Given entries: Begin
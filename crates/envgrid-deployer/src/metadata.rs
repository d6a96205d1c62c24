//! Extraction of the reserved `x-metadata` manifest field.

use serde::Deserialize;
use serde_json::Value;
use tracing::warn;

/// Top-level manifest key carrying caller metadata.
pub const METADATA_KEY: &str = "x-metadata";

/// Return the first `x-metadata` mapping found in the manifest's YAML
/// documents, converted to JSON.
///
/// Manifests that are not YAML, or whose `x-metadata` is not a mapping,
/// have no metadata; that never fails a deployment.
pub fn extract(manifest: &str) -> Option<Value> {
    for document in serde_yaml::Deserializer::from_str(manifest) {
        let doc = match serde_yaml::Value::deserialize(document) {
            Ok(doc) => doc,
            Err(e) => {
                warn!(error = %e, "manifest is not valid YAML, skipping metadata");
                return None;
            }
        };
        let Some(raw) = doc.get(METADATA_KEY) else {
            continue;
        };
        if !raw.is_mapping() {
            warn!("{METADATA_KEY} is not a mapping, ignoring it");
            return None;
        }
        return match serde_json::to_value(raw) {
            Ok(value) => Some(value),
            Err(e) => {
                warn!(error = %e, "{METADATA_KEY} cannot be represented as JSON");
                None
            }
        };
    }
    None
}

#[cfg(test)]
mod tests {
    use serde_json::json;

    use super::*;

    #[test]
    fn compose_metadata() {
        let manifest = "services:\n  app:\n    image: busybox\nx-metadata:\n  owner: ci\n  ttl: 30\n";
        assert_eq!(extract(manifest), Some(json!({"owner": "ci", "ttl": 30})));
    }

    #[test]
    fn metadata_in_later_document() {
        let manifest = "apiVersion: v1\nkind: Service\n---\nx-metadata:\n  team: qa\n";
        assert_eq!(extract(manifest), Some(json!({"team": "qa"})));
    }

    #[test]
    fn absent_or_invalid_metadata_is_none() {
        assert_eq!(extract("services: {}\n"), None);
        assert_eq!(extract("x-metadata: just-a-string\n"), None);
        assert_eq!(extract("{ not: [yaml"), None);
        assert_eq!(extract(""), None);
    }
}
Given entries: End
Directions
All records above are to be printed exactly, with nothing omitted.

Your response
filename crates/envgrid-deployer/src/metadata.rs
repository d6a96205d1c62c24
//! Extraction of the reserved `x-metadata` manifest field.

use serde::Deserialize;
use serde_json::Value;
use tracing::warn;

/// Top-level manifest key carrying caller metadata.
pub const METADATA_KEY: &str = "x-metadata";

/// Return the first `x-metadata` mapping found in the manifest's YAML
/// documents, converted to JSON.
///
/// Manifests that are not YAML, or whose `x-metadata` is not a mapping,
/// have no metadata; that never fails a deployment.
pub fn extract(manifest: &str) -> Option<Value> {
    for document in serde_yaml::Deserializer::from_str(manifest) {
        let doc = match serde_yaml::Value::deserialize(document) {
            Ok(doc) => doc,
            Err(e) => {
                warn!(error = %e, "manifest is not valid YAML, skipping metadata");
                return None;
            }
        };
        let Some(raw) = doc.get(METADATA_KEY) else {
            continue;
        };
        if !raw.is_mapping() {
            warn!("{METADATA_KEY} is not a mapping, ignoring it");
            return None;
        }
        return match serde_json::to_value(raw) {
            Ok(value) => Some(value),
            Err(e) => {
                warn!(error = %e, "{METADATA_KEY} cannot be represented as JSON");
                None
            }
        };
    }
    None
}

#[cfg(test)]
mod tests {
    use serde_json::json;

    use super::*;

    #[test]
    fn compose_metadata() {
        let manifest = "services:\n  app:\n    image: busybox\nx-metadata:\n  owner: ci\n  ttl: 30\n";
        assert_eq!(extract(manifest), Some(json!({"owner": "ci", "ttl": 30})));
    }

    #[test]
    fn metadata_in_later_document() {
        let manifest = "apiVersion: v1\nkind: Service\n---\nx-metadata:\n  team: qa\n";
        assert_eq!(extract(manifest), Some(json!({"team": "qa"})));
    }

    #[test]
    fn absent_or_invalid_metadata_is_none() {
        assert_eq!(extract("services: {}\n"), None);
        assert_eq!(extract("x-metadata: just-a-string\n"), None);
        assert_eq!(extract("{ not: [yaml"), None);
        assert_eq!(extract(""), None);
    }
}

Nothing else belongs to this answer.